Jennings competed in the Cardinal Invitational during his sophomore year but persistent training-related injuries kept him and teammate Michael Stember off the NCAA team for the year. He ran several races unattached, finishing first in the 1500 meters at the Pac-10 Championships and fourth in the US Outdoor Track & Field Championships. He won Stanford's Block "S" Outstanding Male Sophomore Award before spending the summer competing in Europe. Jennings started his junior cross country season as part of the winning team at the Brigham Young University Invitational and 4th at the NCAA West Regional, but lagged behind in the Stanford Invitational, finishing 16th; the Pac-10 Championships, in 20th; the Pre-Nationals, in 48th; and the NCAA Championships, in 123rd. In track and field, Jennings ran the opening 1200 meters leg of Stanford's distance medley relay that won the NCAA Indoor Championship and set a new NCAA indoor record with a time of 9:28.83. He also won the mile (3:59.46), the indoor 1500 meters, placed seventh in the 3000 meters (8:04.96), and earned his third All-American plaque. Stanford finished second overall for the third consecutive year. In the outdoor competition, he finished first in the 1500 meters, which marked his third NCAA title of the year. In 1999, he won the Vancouver Henry Jerome Classic 1500 meters in 3:40:41 and later competed with the USA Track & Field middle distance development crew in Europe.
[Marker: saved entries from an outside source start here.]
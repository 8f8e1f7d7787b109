//! Sample-accurate parameter automation.
//!
//! Each automatable parameter of a render node owns a lane: the current
//! value plus a short queue of future events, ordered by start frame.
//!
//! ```text
//! value ─────┐        set(0.2)@f1        ramp(→1.0, f2..f3)
//!            v            v                  v
//!   0.5 ─────────────────┐                 ╱───── 1.0
//!                        └── 0.2 ─────────╱
//!                        f1              f2     f3
//! ```
//!
//! A ramp starts from whatever value is in effect when it begins, so a ramp
//! scheduled behind another ramp or a set composes the way the control side
//! expects. The queue is allocated once; if it ever fills, the oldest event
//! is applied immediately to make room.

use std::collections::VecDeque;

use crate::toolkit::Param;

/// Events a lane holds at once before it starts collapsing old ones.
pub const LANE_CAPACITY: usize = 32;

#[derive(Debug, Clone, Copy, PartialEq)]
pub enum LaneEvent {
    Set { at: u64, value: f32 },
    Ramp { at: u64, end: u64, target: f32 },
}

impl LaneEvent {
    pub fn at(&self) -> u64 {
        match *self {
            LaneEvent::Set { at, .. } | LaneEvent::Ramp { at, .. } => at,
        }
    }
}

#[derive(Debug, Clone, Copy)]
struct ActiveRamp {
    start: u64,
    end: u64,
    from: f32,
    target: f32,
}

impl ActiveRamp {
    fn value_at(&self, frame: u64) -> f32 {
        if frame >= self.end {
            self.target
        } else if frame <= self.start {
            self.from
        } else {
            let progress = (frame - self.start) as f32 / (self.end - self.start) as f32;
            self.from + (self.target - self.from) * progress
        }
    }
}

#[derive(Debug, Clone)]
pub struct ParamLane {
    param: Param,
    value: f32,
    events: VecDeque<LaneEvent>,
    ramp: Option<ActiveRamp>,
}

impl ParamLane {
    pub fn new(param: Param, initial: f32) -> Self {
        Self {
            param,
            value: initial,
            events: VecDeque::with_capacity(LANE_CAPACITY),
            ramp: None,
        }
    }

    pub fn param(&self) -> Param {
        self.param
    }

    /// Value after the most recent `tick`.
    pub fn value(&self) -> f32 {
        self.value
    }

    pub fn pending(&self) -> usize {
        self.events.len()
    }

    /// Queue an event, keeping start order. Events with equal start frames
    /// apply in arrival order.
    pub fn schedule(&mut self, event: LaneEvent) {
        if self.events.len() == LANE_CAPACITY {
            if let Some(oldest) = self.events.pop_front() {
                self.begin(oldest);
            }
        }
        let at = event.at();
        let index = self
            .events
            .iter()
            .rposition(|e| e.at() <= at)
            .map_or(0, |i| i + 1);
        self.events.insert(index, event);
    }

    fn begin(&mut self, event: LaneEvent) {
        // A new event supersedes a ramp in progress from its own start frame.
        if let Some(ramp) = self.ramp.take() {
            self.value = ramp.value_at(event.at());
        }
        match event {
            LaneEvent::Set { value, .. } => self.value = value,
            LaneEvent::Ramp { at, end, target } => {
                if end <= at {
                    self.value = target;
                } else {
                    self.ramp = Some(ActiveRamp {
                        start: at,
                        end,
                        from: self.value,
                        target,
                    });
                }
            }
        }
    }

    /// Advance to `frame` and return the value in effect there.
    #[inline]
    pub fn tick(&mut self, frame: u64) -> f32 {
        while let Some(next) = self.events.front() {
            if next.at() > frame {
                break;
            }
            let next = *next;
            self.events.pop_front();
            self.begin(next);
        }

        if let Some(ramp) = self.ramp {
            self.value = ramp.value_at(frame);
            if frame >= ramp.end {
                self.ramp = None;
            }
        }
        self.value
    }
}
//! Static: a permanently running noise source, coloured and roughened, whose
//! level is only ever moved by gain ramps.
//!
//! ```text
//! Noise -> tap -> HighPass ~ -> HighPass ~ -> LowPass ~ -> BitCrusher -> WaveShaper -> burst gain
//!           │                                                                           │
//!           └──> (engine routing: rhythm gate reads here)                               v
//!                                            free:   Reverb -> Panner -> Volume -> bus
//!                                            engine: Volume -> bus
//! ```
//!
//! `~` marks filters with an LFO on their cutoff.
//!
//! Bursts are serialized: while one is sounding, new requests wait in a FIFO
//! and are replayed when the current one ends, each starting no earlier than
//! the previous one's end.

use std::collections::VecDeque;

use tracing::{debug, trace};

use super::{fade_volume, wet, Instrument, NodeBag, Rig, MIN_PERCUSSIVE_ATTACK};
use crate::config::{LayerKind, Routing};
use crate::cue::Cue;
use crate::random::Rng;
use crate::toolkit::{
    db_to_gain, AudioToolkit, FilterMode, NodeId, NodeSpec, NoiseColor, Param, ToolkitError,
};
use crate::transport::EventId;

/// Shortest burst; anything shorter is stretched to fit attack and release.
pub const MIN_BURST_SECS: f64 = 0.05;

/// How many finished or scheduled bursts are remembered for inspection.
pub const BURST_HISTORY: usize = 32;

const BURST_RELEASE_SECS: f64 = 0.03;

/// Playback-rate crossfade applied at the edges of a rate-shifted burst.
const RATE_FADE_SECS: f64 = 0.02;

/// One scheduled burst, as it was actually placed on the timeline.
#[derive(Debug, Clone, Copy, PartialEq)]
pub struct BurstRecord {
    pub start: f64,
    pub end: f64,
    pub volume_db: f32,
}

#[derive(Debug, Clone, Copy)]
struct BurstRequest {
    duration: f64,
    volume_db: f32,
    start: f64,
    rate: Option<f32>,
}

pub struct StaticVoice {
    bag: NodeBag,
    noise: NodeId,
    tap: NodeId,
    burst_gain: NodeId,
    volume: NodeId,
    routing: Routing,
    color: NoiseColor,
    active: Option<EventId>,
    last_end: f64,
    queue: VecDeque<BurstRequest>,
    recent: VecDeque<BurstRecord>,
}

impl StaticVoice {
    pub fn build(
        toolkit: &mut dyn AudioToolkit,
        rng: &mut Rng,
        destination: NodeId,
        volume_db: f32,
        routing: Routing,
    ) -> Result<Self, ToolkitError> {
        let color = *rng
            .pick(&[NoiseColor::White, NoiseColor::Pink, NoiseColor::Brown])
            .unwrap_or(&NoiseColor::White);
        let high_a = rng.range(80.0, 200.0);
        let high_b = rng.range(300.0, 600.0);
        let low = rng.range(3_000.0, 7_000.0);
        let crusher = NodeSpec::BitCrusher {
            bits: rng.range(4.0, 8.0).round(),
            wet: wet(rng, 0.2, 0.5),
        };
        let shaper = NodeSpec::WaveShaper {
            drive: rng.range(1.5, 4.0),
            wet: wet(rng, 0.2, 0.6),
        };
        let reverb = NodeSpec::Reverb {
            decay_secs: rng.range(2.0, 5.0),
            wet: wet(rng, 0.2, 0.5),
        };
        let pan = rng.range(-0.3, 0.3);
        let sweeps = [
            (rng.range(0.05, 0.15), high_a * 0.4),
            (rng.range(0.05, 0.15), high_b * 0.4),
            (rng.range(0.02, 0.08), low * 0.3),
        ];

        let (bag, ids) = NodeBag::assemble(toolkit, |bag, tk| {
            let chain = bag.chain(
                tk,
                &[
                    NodeSpec::Noise { color },
                    NodeSpec::gain(1.0),
                    NodeSpec::filter(FilterMode::HighPass, high_a, 0.7),
                    NodeSpec::filter(FilterMode::HighPass, high_b, 0.5),
                    NodeSpec::filter(FilterMode::LowPass, low, 0.7),
                    crusher,
                    shaper,
                    NodeSpec::gain(0.0),
                ],
            )?;
            for (filter, (rate, depth)) in chain[2..5].iter().zip(sweeps) {
                let lfo = bag.create(tk, NodeSpec::lfo(rate, -depth, depth))?;
                tk.modulate(lfo, *filter, Param::Frequency)?;
                tk.start(lfo, 0.0)?;
            }

            let burst_gain = chain[7];
            let volume = match routing {
                Routing::Free => {
                    let out = bag.chain(
                        tk,
                        &[
                            reverb,
                            NodeSpec::Panner { pan },
                            NodeSpec::gain(db_to_gain(volume_db)),
                        ],
                    )?;
                    tk.connect(burst_gain, out[0])?;
                    out[2]
                }
                Routing::Engine => {
                    let volume = bag.create(tk, NodeSpec::gain(db_to_gain(volume_db)))?;
                    tk.connect(burst_gain, volume)?;
                    volume
                }
            };
            tk.connect(volume, destination)?;
            tk.start(chain[0], 0.0)?;
            Ok((chain[0], chain[1], burst_gain, volume))
        })?;
        let (noise, tap, burst_gain, volume) = ids;

        debug!(?color, ?routing, "static voice built");
        Ok(Self {
            bag,
            noise,
            tap,
            burst_gain,
            volume,
            routing,
            color,
            active: None,
            last_end: 0.0,
            queue: VecDeque::new(),
            recent: VecDeque::with_capacity(BURST_HISTORY),
        })
    }

    pub fn routing(&self) -> Routing {
        self.routing
    }

    pub fn color(&self) -> NoiseColor {
        self.color
    }

    /// The pre-effects tap an external gate reads from.
    pub fn tap(&self) -> NodeId {
        self.tap
    }

    pub fn is_bursting(&self) -> bool {
        self.active.is_some()
    }

    pub fn queued_len(&self) -> usize {
        self.queue.len()
    }

    /// Most recent bursts, oldest first.
    pub fn recent_bursts(&self) -> impl Iterator<Item = &BurstRecord> {
        self.recent.iter()
    }

    /// Schedule a burst of `duration` seconds at `volume_db`, starting at
    /// `start`. With `rate`, the noise playback rate crossfades to it for the
    /// burst and back afterwards. Queued if another burst is sounding.
    pub fn trigger_static(
        &mut self,
        rig: &mut Rig<'_>,
        duration: f64,
        volume_db: f32,
        start: f64,
        rate: Option<f32>,
    ) -> Result<(), ToolkitError> {
        let request = BurstRequest {
            duration: duration.max(MIN_BURST_SECS),
            volume_db,
            start,
            rate,
        };
        if self.active.is_some() {
            self.queue.push_back(request);
            trace!(queued = self.queue.len(), "static burst queued");
            return Ok(());
        }
        self.play(rig, request)
    }

    fn play(&mut self, rig: &mut Rig<'_>, request: BurstRequest) -> Result<(), ToolkitError> {
        let start = request.start.max(self.last_end);
        let end = start + request.duration;
        let attack = MIN_PERCUSSIVE_ATTACK as f64;
        let tk = &mut *rig.toolkit;

        tk.ramp_param(
            self.burst_gain,
            Param::Gain,
            db_to_gain(request.volume_db),
            start,
            attack,
        )?;
        tk.ramp_param(
            self.burst_gain,
            Param::Gain,
            0.0,
            end - BURST_RELEASE_SECS,
            BURST_RELEASE_SECS,
        )?;
        if let Some(rate) = request.rate {
            tk.ramp_param(self.noise, Param::PlaybackRate, rate, start, RATE_FADE_SECS)?;
            tk.ramp_param(
                self.noise,
                Param::PlaybackRate,
                1.0,
                end - RATE_FADE_SECS,
                RATE_FADE_SECS,
            )?;
        }

        self.active = Some(rig.transport.schedule_once(end, Cue::StaticBurstDone));
        self.last_end = end;
        if self.recent.len() == BURST_HISTORY {
            self.recent.pop_front();
        }
        self.recent.push_back(BurstRecord {
            start,
            end,
            volume_db: request.volume_db,
        });
        trace!(start, end, volume_db = request.volume_db, "static burst");
        Ok(())
    }

    /// The burst identified by `id` has ended: start the next queued one.
    /// Stale ids are ignored.
    pub fn on_burst_done(&mut self, rig: &mut Rig<'_>, id: EventId) -> Result<(), ToolkitError> {
        if self.active != Some(id) {
            return Ok(());
        }
        self.active = None;
        match self.queue.pop_front() {
            Some(next) => self.play(rig, next),
            None => Ok(()),
        }
    }

    /// Drop every queued burst and fade the current one out.
    pub fn halt(&mut self, rig: &mut Rig<'_>, at: f64) {
        self.queue.clear();
        if let Some(id) = self.active.take() {
            rig.transport.cancel(id);
        }
        self.last_end = self.last_end.min(at);
        let tk = &mut *rig.toolkit;
        let fades = [
            (self.burst_gain, Param::Gain, 0.0),
            (self.noise, Param::PlaybackRate, 1.0),
        ];
        for (node, param, target) in fades {
            if let Err(err) = tk.ramp_param(node, param, target, at, BURST_RELEASE_SECS) {
                debug!(error = %err, "static halt skipped");
            }
        }
    }

    /// Ramp the level feeding the effects chain and the external gate.
    pub fn set_tap_level(
        &mut self,
        toolkit: &mut dyn AudioToolkit,
        level: f32,
        at: f64,
        ramp: f64,
    ) -> Result<(), ToolkitError> {
        toolkit.ramp_param(self.tap, Param::Gain, level.max(0.0), at, ramp)
    }
}

impl Instrument for StaticVoice {
    fn layer(&self) -> LayerKind {
        LayerKind::Static
    }

    /// Pitchless: opens the burst stage once for `duration` without going
    /// through the queue.
    fn trigger_notes(
        &mut self,
        toolkit: &mut dyn AudioToolkit,
        _notes: &[f32],
        duration: f64,
        at: f64,
    ) -> Result<(), ToolkitError> {
        let duration = duration.max(MIN_BURST_SECS);
        toolkit.ramp_param(
            self.burst_gain,
            Param::Gain,
            1.0,
            at,
            MIN_PERCUSSIVE_ATTACK as f64,
        )?;
        toolkit.ramp_param(
            self.burst_gain,
            Param::Gain,
            0.0,
            at + duration - BURST_RELEASE_SECS,
            BURST_RELEASE_SECS,
        )
    }

    fn set_volume(
        &mut self,
        toolkit: &mut dyn AudioToolkit,
        volume_db: f32,
        at: f64,
    ) -> Result<(), ToolkitError> {
        fade_volume(toolkit, self.volume, volume_db, at)
    }

    fn silence(&mut self, toolkit: &mut dyn AudioToolkit, at: f64) {
        self.queue.clear();
        if let Err(err) =
            toolkit.ramp_param(self.burst_gain, Param::Gain, 0.0, at, BURST_RELEASE_SECS)
        {
            debug!(error = %err, "static silence skipped");
        }
    }

    fn dispose(&mut self, toolkit: &mut dyn AudioToolkit) {
        self.queue.clear();
        self.active = None;
        self.bag.release(toolkit);
    }

    fn node_count(&self) -> usize {
        self.bag.len()
    }
}

#[cfg(test)]
mod tests {
    use super::*;
    use crate::toolkit::{LedgerEvent, LedgerToolkit, NodeKind};
    use crate::transport::{TempoParam, Transport};

    struct Bench {
        tk: LedgerToolkit,
        rng: Rng,
        transport: Transport<Cue>,
        bus: NodeId,
    }

    impl Bench {
        fn new() -> Self {
            let mut tk = LedgerToolkit::new();
            let bus = tk.create(NodeSpec::gain(1.0)).unwrap();
            Self {
                tk,
                rng: Rng::new(8),
                transport: Transport::new(TempoParam::new(72.0, 60.0, 96.0)),
                bus,
            }
        }

        fn rig(&mut self) -> Rig<'_> {
            Rig {
                toolkit: &mut self.tk,
                rng: &mut self.rng,
                transport: &mut self.transport,
            }
        }

        fn voice(&mut self, routing: Routing) -> StaticVoice {
            StaticVoice::build(&mut self.tk, &mut self.rng, self.bus, -24.0, routing).unwrap()
        }

        fn run(&mut self, voice: &mut StaticVoice, until: f64) {
            while let Some(fired) = self.transport.pop_due(until) {
                assert_eq!(fired.cue, Cue::StaticBurstDone);
                self.tk.set_time(fired.time);
                let mut rig = self.rig();
                voice.on_burst_done(&mut rig, fired.id).unwrap();
            }
        }
    }

    #[test]
    fn noise_starts_once_and_never_stops() {
        let mut bench = Bench::new();
        let mut voice = bench.voice(Routing::Free);
        voice.silence(&mut bench.tk, 1.0);
        let mut rig = bench.rig();
        voice.halt(&mut rig, 2.0);

        let starts = bench
            .tk
            .events()
            .iter()
            .filter(|e| matches!(e, LedgerEvent::Started { node, .. } if *node == voice.noise))
            .count();
        assert_eq!(starts, 1);
        assert!(!bench
            .tk
            .events()
            .iter()
            .any(|e| matches!(e, LedgerEvent::Stopped { .. })));
    }

    #[test]
    fn bursts_play_in_request_order_without_overlap() {
        let mut bench = Bench::new();
        let mut voice = bench.voice(Routing::Free);
        {
            let mut rig = bench.rig();
            voice.trigger_static(&mut rig, 0.5, -10.0, 1.0, None).unwrap();
            voice.trigger_static(&mut rig, 0.4, -12.0, 1.1, Some(1.5)).unwrap();
            voice.trigger_static(&mut rig, 0.3, -14.0, 1.2, None).unwrap();
        }
        assert!(voice.is_bursting());
        assert_eq!(voice.queued_len(), 2);

        bench.run(&mut voice, 10.0);
        let played: Vec<BurstRecord> = voice.recent_bursts().copied().collect();
        assert_eq!(played.len(), 3);
        assert_eq!(
            played.iter().map(|b| b.volume_db).collect::<Vec<_>>(),
            vec![-10.0, -12.0, -14.0]
        );
        for pair in played.windows(2) {
            assert!(pair[1].start >= pair[0].end);
        }
        assert!(!voice.is_bursting());
        assert_eq!(voice.queued_len(), 0);
    }

    #[test]
    fn rate_shift_crossfades_back() {
        let mut bench = Bench::new();
        let mut voice = bench.voice(Routing::Engine);
        let mut rig = bench.rig();
        voice.trigger_static(&mut rig, 0.2, -6.0, 0.5, Some(2.0)).unwrap();
        let ramps = bench.tk.ramps_for(voice.noise, Param::PlaybackRate);
        assert_eq!(ramps.len(), 2);
        assert_eq!(ramps[0].2, 2.0);
        assert_eq!(ramps[1].2, 1.0);
        assert!(ramps.iter().all(|r| r.1 > 0.0));
    }

    #[test]
    fn halt_drops_queue_and_pending_cue() {
        let mut bench = Bench::new();
        let mut voice = bench.voice(Routing::Free);
        let mut rig = bench.rig();
        voice.trigger_static(&mut rig, 1.0, -10.0, 0.0, None).unwrap();
        voice.trigger_static(&mut rig, 1.0, -10.0, 0.0, None).unwrap();
        voice.halt(&mut rig, 0.5);
        assert_eq!(voice.queued_len(), 0);
        assert!(!voice.is_bursting());
        assert_eq!(bench.transport.pending(), 0);
    }

    #[test]
    fn routing_decides_the_output_path() {
        let mut bench = Bench::new();
        let free = bench.voice(Routing::Free);
        assert_eq!(bench.tk.nodes_of_kind(NodeKind::Reverb).len(), 1);
        assert!(bench.tk.reaches(free.tap(), bench.bus));

        let mut bench = Bench::new();
        let engine = bench.voice(Routing::Engine);
        assert!(bench.tk.nodes_of_kind(NodeKind::Reverb).is_empty());
        assert_eq!(engine.routing(), Routing::Engine);
        assert!(free.node_count() > engine.node_count());
    }
}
By 2000, Jennings' best time in the 1500 meters was 3:35.90, the best in the US at that time. Jennings finished his collegiate career by competing in the 2001 World Championships in Athletics in Edmonton, Canada, where he placed 11th, and the USA Outdoor Track and Field Championships.

===Olympics qualifiers===
During his junior year, Jennings finished first with a new personal best of 3:35.90 at the qualifying heat for the 1500 meters and qualified for the Olympic team. He finished sixth in the preliminary heat and advanced to the semifinals, where he finished ninth and was eliminated.

===Post-collegiate===
Due to lingering injuries, including one to his Achilles heel, Jennings did not compete between 2002 and 2004. In 2002, he lived in Cuba for a few weeks before moving to New York City. In 2003, he biked from California to Brazil to study capoeira, a trip documented by Track & Field News. During his trip, he suffered from dysentry and severe hepatitis A and was forced to convalesce for a month at his parents' home in Mendocino after nearly succumbing to liver failure. In 2004, after recovering, he trained in Kenya with distance runners, including the Dutch Olympic team, and at some point lived in British Columbia to become a rock climber. In 2005, he won the Humbolt Half-Marathon; placed second at the California International Marathon; finished fourth (14:45.97) in a 5000 meters race at Berkeley; and ran 7000 meters of a 10,000 meters race at the Stanford Invitational. In 2006, he finished fourth (3:39.42) at the IAAF World Cup 1500 meters and trailed winner Bernard Lagat in the 1500 at the USATF Championships. He also ran the DécaNation and Fifth Avenue Mile, and was part of Team Running USA between 2005 and 2006. In May 2008, he moved to Eugene, Oregon, in preparation for the 2008 Olympic Trials. While living there, he became both a volunteer assistant coach at South Eugene High School and a legislative researcher for the Lane County Commissioner. He semi-retired in 2009 and was inducted into Stanford's Athletics Hall of Fame in 2018.

==Post-running life==
Jennings graduated from University of Oregon School of Law in 2012, then pursued his LL.M. in environmental law at the Ocean University of China. He returned to the United States in 2019 after teaching for several years in China.